BEGIN DATA SECTION

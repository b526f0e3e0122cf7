use std::{io, panic};

use crossterm::terminal::{self, EnterAlternateScreen, LeaveAlternateScreen};
use ratatui::Frame;

use crate::{
    event::{CountdownEvent, EventHandler},
    result::{CountdownError, Result},
};

pub type CrosstermTerminal = ratatui::Terminal<ratatui::backend::CrosstermBackend<io::Stdout>>;

/// Representation of a terminal user interface.
///
/// It is responsible for setting up the terminal,
/// initializing the interface and handling the draw events.
/// The terminal is restored when the `Tui` is dropped, and the event
/// handler's timer thread is stopped along with it.
pub struct Tui {
    /// Interface to the Terminal.
    terminal: CrosstermTerminal,
    /// Terminal event handler.
    events: EventHandler,
    entered: bool,
}

impl Tui {
    pub fn new(terminal: CrosstermTerminal, events: EventHandler) -> Self {
        Self { terminal, events, entered: false }
    }

    pub fn draw(&mut self, render_ui: impl FnOnce(&mut Frame)) -> Result<()> {
        self.terminal
            .draw(render_ui)
            .map_err(|e| CountdownError::Terminal(format!("failed to draw UI: {e}").into()))?;
        Ok(())
    }

    /// iterates over all currently available events; waits
    /// until at least one event is available.
    pub fn receive_events<F>(&self, mut f: F) -> Result<()>
    where
        F: FnMut(CountdownEvent),
    {
        let event = self
            .events
            .next()
            .map_err(|_| CountdownError::GeneralError("event channel closed".into()))?;

        f(event);
        while let Some(event) = self.events.try_next() {
            f(event)
        }

        Ok(())
    }

    pub fn enter(&mut self) -> Result<()> {
        terminal::enable_raw_mode()
            .map_err(|_| CountdownError::Terminal("failed to initialize raw mode".into()))?;

        crossterm::execute!(io::stdout(), EnterAlternateScreen)
            .map_err(|_| CountdownError::Terminal("failed to enter alternate screen".into()))?;
        self.entered = true;

        // Reset the terminal before the panic message is printed.
        let panic_hook = panic::take_hook();
        panic::set_hook(Box::new(move |panic| {
            let _ = Self::reset();
            panic_hook(panic);
        }));

        self.terminal
            .hide_cursor()
            .map_err(|_| CountdownError::Terminal("failed to hide cursor".into()))?;
        self.terminal
            .clear()
            .map_err(|_| CountdownError::Terminal("failed to clear the screen".into()))?;
        Ok(())
    }

    fn reset() -> Result<()> {
        terminal::disable_raw_mode()
            .map_err(|_| CountdownError::Terminal("failed to disable raw mode".into()))?;
        crossterm::execute!(io::stdout(), LeaveAlternateScreen)
            .map_err(|_| CountdownError::Terminal("failed to leave alternate screen".into()))?;

        Ok(())
    }

    pub fn exit(&mut self) -> Result<()> {
        if !self.entered {
            return Ok(());
        }

        self.entered = false;
        Self::reset()?;
        self.terminal
            .show_cursor()
            .map_err(|_| CountdownError::Terminal("failed to show cursor".into()))?;
        Ok(())
    }
}

impl Drop for Tui {
    fn drop(&mut self) {
        if let Err(e) = self.exit() {
            tracing::warn!(error = %e, "failed to restore terminal");
        }
    }
}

END DATA SECTION

■ EXERCISE
Return all of the data above verbatim.

■ OUTPUT FOR THIS TASK
repository b526f0e3e0122cf7
use std::{io, panic};

use crossterm::terminal::{self, EnterAlternateScreen, LeaveAlternateScreen};
use ratatui::Frame;

use crate::{
    event::{CountdownEvent, EventHandler},
    result::{CountdownError, Result},
};

pub type CrosstermTerminal = ratatui::Terminal<ratatui::backend::CrosstermBackend<io::Stdout>>;

/// Representation of a terminal user interface.
///
/// It is responsible for setting up the terminal,
/// initializing the interface and handling the draw events.
/// The terminal is restored when the `Tui` is dropped, and the event
/// handler's timer thread is stopped along with it.
pub struct Tui {
    /// Interface to the Terminal.
    terminal: CrosstermTerminal,
    /// Terminal event handler.
    events: EventHandler,
    entered: bool,
}

impl Tui {
    pub fn new(terminal: CrosstermTerminal, events: EventHandler) -> Self {
        Self { terminal, events, entered: false }
    }

    pub fn draw(&mut self, render_ui: impl FnOnce(&mut Frame)) -> Result<()> {
        self.terminal
            .draw(render_ui)
            .map_err(|e| CountdownError::Terminal(format!("failed to draw UI: {e}").into()))?;
        Ok(())
    }

    /// iterates over all currently available events; waits
    /// until at least one event is available.
    pub fn receive_events<F>(&self, mut f: F) -> Result<()>
    where
        F: FnMut(CountdownEvent),
    {
        let event = self
            .events
            .next()
            .map_err(|_| CountdownError::GeneralError("event channel closed".into()))?;

        f(event);
        while let Some(event) = self.events.try_next() {
            f(event)
        }

        Ok(())
    }

    pub fn enter(&mut self) -> Result<()> {
        terminal::enable_raw_mode()
            .map_err(|_| CountdownError::Terminal("failed to initialize raw mode".into()))?;

        crossterm::execute!(io::stdout(), EnterAlternateScreen)
            .map_err(|_| CountdownError::Terminal("failed to enter alternate screen".into()))?;
        self.entered = true;

        // Reset the terminal before the panic message is printed.
        let panic_hook = panic::take_hook();
        panic::set_hook(Box::new(move |panic| {
            let _ = Self::reset();
            panic_hook(panic);
        }));

        self.terminal
            .hide_cursor()
            .map_err(|_| CountdownError::Terminal("failed to hide cursor".into()))?;
        self.terminal
            .clear()
            .map_err(|_| CountdownError::Terminal("failed to clear the screen".into()))?;
        Ok(())
    }

    fn reset() -> Result<()> {
        terminal::disable_raw_mode()
            .map_err(|_| CountdownError::Terminal("failed to disable raw mode".into()))?;
        crossterm::execute!(io::stdout(), LeaveAlternateScreen)
            .map_err(|_| CountdownError::Terminal("failed to leave alternate screen".into()))?;

        Ok(())
    }

    pub fn exit(&mut self) -> Result<()> {
        if !self.entered {
            return Ok(());
        }

        self.entered = false;
        Self::reset()?;
        self.terminal
            .show_cursor()
            .map_err(|_| CountdownError::Terminal("failed to show cursor".into()))?;
        Ok(())
    }
}

impl Drop for Tui {
    fn drop(&mut self) {
        if let Err(e) = self.exit() {
            tracing::warn!(error = %e, "failed to restore terminal");
        }
    }
}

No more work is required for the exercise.